TASK DIRECTIONS: Return every entry in full, with no alterations.

DATA IN THIS EXERCISE:
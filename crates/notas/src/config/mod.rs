//! Layered configuration loading using figment.
//!
//! Configuration sources (in priority order, highest wins):
//! 1. Environment variables (`NOTAS_*` prefix, `__` as separator)
//! 2. Project-level `notas.toml` (or an explicit file)
//! 3. User-level `~/.config/notas/config.toml`
//! 4. Built-in defaults
//!
//! Figment maps `NOTAS_DATA__PATH` -> `data.path`, `NOTAS_SEARCH__MODE` ->
//! `search.mode`, and so on.

mod data;
mod error;
mod institution;
mod server;

pub use data::DataConfig;
pub use error::ConfigError;
pub use institution::InstitutionConfig;
pub use server::ServerConfig;

use std::collections::HashSet;
use std::path::{Path, PathBuf};

use figment::{
    Figment,
    providers::{Env, Format, Serialized, Toml},
};
use serde::{Deserialize, Serialize};

use crate::dataset::ColumnNames;
use crate::query::MatchMode;

/// Project-local configuration file name.
pub const PROJECT_CONFIG_FILE: &str = "notas.toml";

/// Search behaviour.
#[derive(Debug, Clone, Default, Deserialize, Serialize)]
pub struct SearchConfig {
    /// How identifier queries are recognised and matched.
    #[serde(default)]
    pub mode: MatchMode,
}

#[derive(Debug, Clone, Default, Deserialize, Serialize)]
pub struct NotasConfig {
    #[serde(default)]
    pub data: DataConfig,
    #[serde(default)]
    pub columns: ColumnNames,
    #[serde(default)]
    pub search: SearchConfig,
    #[serde(default)]
    pub institution: InstitutionConfig,
    #[serde(default)]
    pub server: ServerConfig,
}

impl NotasConfig {
    /// Load configuration from all default sources.
    pub fn load() -> Result<Self, ConfigError> {
        Self::load_from(None)
    }

    /// Load configuration, reading `file` instead of `./notas.toml` when given.
    ///
    /// A `.env` file in the working directory is applied first, so its
    /// `NOTAS_*` variables take part in the environment layer.
    pub fn load_from(file: Option<&Path>) -> Result<Self, ConfigError> {
        let _ = dotenvy::dotenv();
        let config: Self = Self::figment(file).extract()?;
        config.validate()?;
        Ok(config)
    }

    /// Build the figment provider chain.
    pub fn figment(file: Option<&Path>) -> Figment {
        let mut figment = Figment::from(Serialized::defaults(Self::default()));

        if let Some(global_path) = Self::global_config_path() {
            if global_path.exists() {
                figment = figment.merge(Toml::file(global_path));
            }
        }

        let local_path = file
            .map(Path::to_path_buf)
            .unwrap_or_else(|| PathBuf::from(PROJECT_CONFIG_FILE));
        if local_path.exists() {
            figment = figment.merge(Toml::file(local_path));
        }

        figment.merge(Env::prefixed("NOTAS_").split("__"))
    }

    /// Reject values that would make every lookup fail.
    pub fn validate(&self) -> Result<(), ConfigError> {
        if self.data.sheet.trim().is_empty() {
            return Err(ConfigError::InvalidValue {
                field: "data.sheet".to_string(),
                reason: "sheet name must not be empty".to_string(),
            });
        }

        if let Some(delimiter) = self.data.delimiter {
            if !delimiter.is_ascii() || delimiter.is_ascii_alphanumeric() {
                return Err(ConfigError::InvalidValue {
                    field: "data.delimiter".to_string(),
                    reason: format!("'{delimiter}' cannot separate fields"),
                });
            }
        }

        let mut seen = HashSet::new();
        for (field, header) in self.columns.entries() {
            let header = header.trim();
            if header.is_empty() {
                return Err(ConfigError::InvalidValue {
                    field: format!("columns.{}", field.key()),
                    reason: "column header must not be empty".to_string(),
                });
            }
            if !seen.insert(header.to_lowercase()) {
                return Err(ConfigError::InvalidValue {
                    field: format!("columns.{}", field.key()),
                    reason: format!("header '{header}' is mapped more than once"),
                });
            }
        }

        Ok(())
    }

    fn global_config_path() -> Option<PathBuf> {
        dirs::config_dir().map(|p| p.join("notas").join("config.toml"))
    }
}

#[cfg(test)]
mod tests {
    use super::*;
    use figment::Jail;

    #[test]
    fn figment_builds_without_files() {
        Jail::expect_with(|_jail| {
            let config: NotasConfig = NotasConfig::figment(None).extract()?;
            assert_eq!(config.data.sheet, "Datos");
            assert_eq!(config.search.mode, MatchMode::Loose);
            assert_eq!(config.server.port, 8501);
            assert_eq!(config.columns.id, "N° Carnet");
            Ok(())
        });
    }

    #[test]
    fn project_file_and_env_are_layered() {
        Jail::expect_with(|jail| {
            jail.create_file(
                "notas.toml",
                r#"
                [data]
                path = "grades.csv"
                placeholder = "-"

                [search]
                mode = "strict"

                [server]
                port = 9000
                "#,
            )?;
            jail.set_env("NOTAS_SERVER__PORT", "9100");
            jail.set_env("NOTAS_INSTITUTION__NAME", "Universidad Central");

            let config: NotasConfig = NotasConfig::figment(None).extract()?;
            assert_eq!(config.data.path, PathBuf::from("grades.csv"));
            assert_eq!(config.data.placeholder, "-");
            assert_eq!(config.search.mode, MatchMode::Strict);
            assert_eq!(config.server.port, 9100);
            assert_eq!(config.institution.name, "Universidad Central");
            Ok(())
        });
    }

    #[test]
    fn explicit_file_replaces_project_file() {
        Jail::expect_with(|jail| {
            jail.create_file("notas.toml", "[data]\nsheet = \"Ignorada\"\n")?;
            jail.create_file("custom.toml", "[data]\nsheet = \"Notas2024\"\n")?;

            let config: NotasConfig =
                NotasConfig::figment(Some(Path::new("custom.toml"))).extract()?;
            assert_eq!(config.data.sheet, "Notas2024");
            Ok(())
        });
    }

    #[test]
    fn validate_rejects_duplicate_headers() {
        let mut config = NotasConfig::default();
        config.columns.subject = config.columns.name.clone();
        let err = config.validate().unwrap_err();
        assert!(err.to_string().contains("columns.subject"));
    }

    #[test]
    fn validate_rejects_blank_sheet() {
        let mut config = NotasConfig::default();
        config.data.sheet = "  ".to_string();
        assert!(config.validate().is_err());
    }

    #[test]
    fn validate_rejects_letter_delimiter() {
        let mut config = NotasConfig::default();
        config.data.delimiter = Some('x');
        let err = config.validate().unwrap_err();
        assert!(err.to_string().contains("data.delimiter"));

        config.data.delimiter = Some(';');
        assert!(config.validate().is_ok());
    }
}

WRITTEN ANSWER:
filename crates/notas/src/config/mod.rs
//! Layered configuration loading using figment.
//!
//! Configuration sources (in priority order, highest wins):
//! 1. Environment variables (`NOTAS_*` prefix, `__` as separator)
//! 2. Project-level `notas.toml` (or an explicit file)
//! 3. User-level `~/.config/notas/config.toml`
//! 4. Built-in defaults
//!
//! Figment maps `NOTAS_DATA__PATH` -> `data.path`, `NOTAS_SEARCH__MODE` ->
//! `search.mode`, and so on.

mod data;
mod error;
mod institution;
mod server;

pub use data::DataConfig;
pub use error::ConfigError;
pub use institution::InstitutionConfig;
pub use server::ServerConfig;

use std::collections::HashSet;
use std::path::{Path, PathBuf};

use figment::{
    Figment,
    providers::{Env, Format, Serialized, Toml},
};
use serde::{Deserialize, Serialize};

use crate::dataset::ColumnNames;
use crate::query::MatchMode;

/// Project-local configuration file name.
pub const PROJECT_CONFIG_FILE: &str = "notas.toml";

/// Search behaviour.
#[derive(Debug, Clone, Default, Deserialize, Serialize)]
pub struct SearchConfig {
    /// How identifier queries are recognised and matched.
    #[serde(default)]
    pub mode: MatchMode,
}

#[derive(Debug, Clone, Default, Deserialize, Serialize)]
pub struct NotasConfig {
    #[serde(default)]
    pub data: DataConfig,
    #[serde(default)]
    pub columns: ColumnNames,
    #[serde(default)]
    pub search: SearchConfig,
    #[serde(default)]
    pub institution: InstitutionConfig,
    #[serde(default)]
    pub server: ServerConfig,
}

impl NotasConfig {
    /// Load configuration from all default sources.
    pub fn load() -> Result<Self, ConfigError> {
        Self::load_from(None)
    }

    /// Load configuration, reading `file` instead of `./notas.toml` when given.
    ///
    /// A `.env` file in the working directory is applied first, so its
    /// `NOTAS_*` variables take part in the environment layer.
    pub fn load_from(file: Option<&Path>) -> Result<Self, ConfigError> {
        let _ = dotenvy::dotenv();
        let config: Self = Self::figment(file).extract()?;
        config.validate()?;
        Ok(config)
    }

    /// Build the figment provider chain.
    pub fn figment(file: Option<&Path>) -> Figment {
        let mut figment = Figment::from(Serialized::defaults(Self::default()));

        if let Some(global_path) = Self::global_config_path() {
            if global_path.exists() {
                figment = figment.merge(Toml::file(global_path));
            }
        }

        let local_path = file
            .map(Path::to_path_buf)
            .unwrap_or_else(|| PathBuf::from(PROJECT_CONFIG_FILE));
        if local_path.exists() {
            figment = figment.merge(Toml::file(local_path));
        }

        figment.merge(Env::prefixed("NOTAS_").split("__"))
    }

    /// Reject values that would make every lookup fail.
    pub fn validate(&self) -> Result<(), ConfigError> {
        if self.data.sheet.trim().is_empty() {
            return Err(ConfigError::InvalidValue {
                field: "data.sheet".to_string(),
                reason: "sheet name must not be empty".to_string(),
            });
        }

        if let Some(delimiter) = self.data.delimiter {
            if !delimiter.is_ascii() || delimiter.is_ascii_alphanumeric() {
                return Err(ConfigError::InvalidValue {
                    field: "data.delimiter".to_string(),
                    reason: format!("'{delimiter}' cannot separate fields"),
                });
            }
        }

        let mut seen = HashSet::new();
        for (field, header) in self.columns.entries() {
            let header = header.trim();
            if header.is_empty() {
                return Err(ConfigError::InvalidValue {
                    field: format!("columns.{}", field.key()),
                    reason: "column header must not be empty".to_string(),
                });
            }
            if !seen.insert(header.to_lowercase()) {
                return Err(ConfigError::InvalidValue {
                    field: format!("columns.{}", field.key()),
                    reason: format!("header '{header}' is mapped more than once"),
                });
            }
        }

        Ok(())
    }

    fn global_config_path() -> Option<PathBuf> {
        dirs::config_dir().map(|p| p.join("notas").join("config.toml"))
    }
}

#[cfg(test)]
mod tests {
    use super::*;
    use figment::Jail;

    #[test]
    fn figment_builds_without_files() {
        Jail::expect_with(|_jail| {
            let config: NotasConfig = NotasConfig::figment(None).extract()?;
            assert_eq!(config.data.sheet, "Datos");
            assert_eq!(config.search.mode, MatchMode::Loose);
            assert_eq!(config.server.port, 8501);
            assert_eq!(config.columns.id, "N° Carnet");
            Ok(())
        });
    }

    #[test]
    fn project_file_and_env_are_layered() {
        Jail::expect_with(|jail| {
            jail.create_file(
                "notas.toml",
                r#"
                [data]
                path = "grades.csv"
                placeholder = "-"

                [search]
                mode = "strict"

                [server]
                port = 9000
                "#,
            )?;
            jail.set_env("NOTAS_SERVER__PORT", "9100");
            jail.set_env("NOTAS_INSTITUTION__NAME", "Universidad Central");

            let config: NotasConfig = NotasConfig::figment(None).extract()?;
            assert_eq!(config.data.path, PathBuf::from("grades.csv"));
            assert_eq!(config.data.placeholder, "-");
            assert_eq!(config.search.mode, MatchMode::Strict);
            assert_eq!(config.server.port, 9100);
            assert_eq!(config.institution.name, "Universidad Central");
            Ok(())
        });
    }

    #[test]
    fn explicit_file_replaces_project_file() {
        Jail::expect_with(|jail| {
            jail.create_file("notas.toml", "[data]\nsheet = \"Ignorada\"\n")?;
            jail.create_file("custom.toml", "[data]\nsheet = \"Notas2024\"\n")?;

            let config: NotasConfig =
                NotasConfig::figment(Some(Path::new("custom.toml"))).extract()?;
            assert_eq!(config.data.sheet, "Notas2024");
            Ok(())
        });
    }

    #[test]
    fn validate_rejects_duplicate_headers() {
        let mut config = NotasConfig::default();
        config.columns.subject = config.columns.name.clone();
        let err = config.validate().unwrap_err();
        assert!(err.to_string().contains("columns.subject"));
    }

    #[test]
    fn validate_rejects_blank_sheet() {
        let mut config = NotasConfig::default();
        config.data.sheet = "  ".to_string();
        assert!(config.validate().is_err());
    }

    #[test]
    fn validate_rejects_letter_delimiter() {
        let mut config = NotasConfig::default();
        config.data.delimiter = Some('x');
        let err = config.validate().unwrap_err();
        assert!(err.to_string().contains("data.delimiter"));

        config.data.delimiter = Some(';');
        assert!(config.validate().is_ok());
    }
}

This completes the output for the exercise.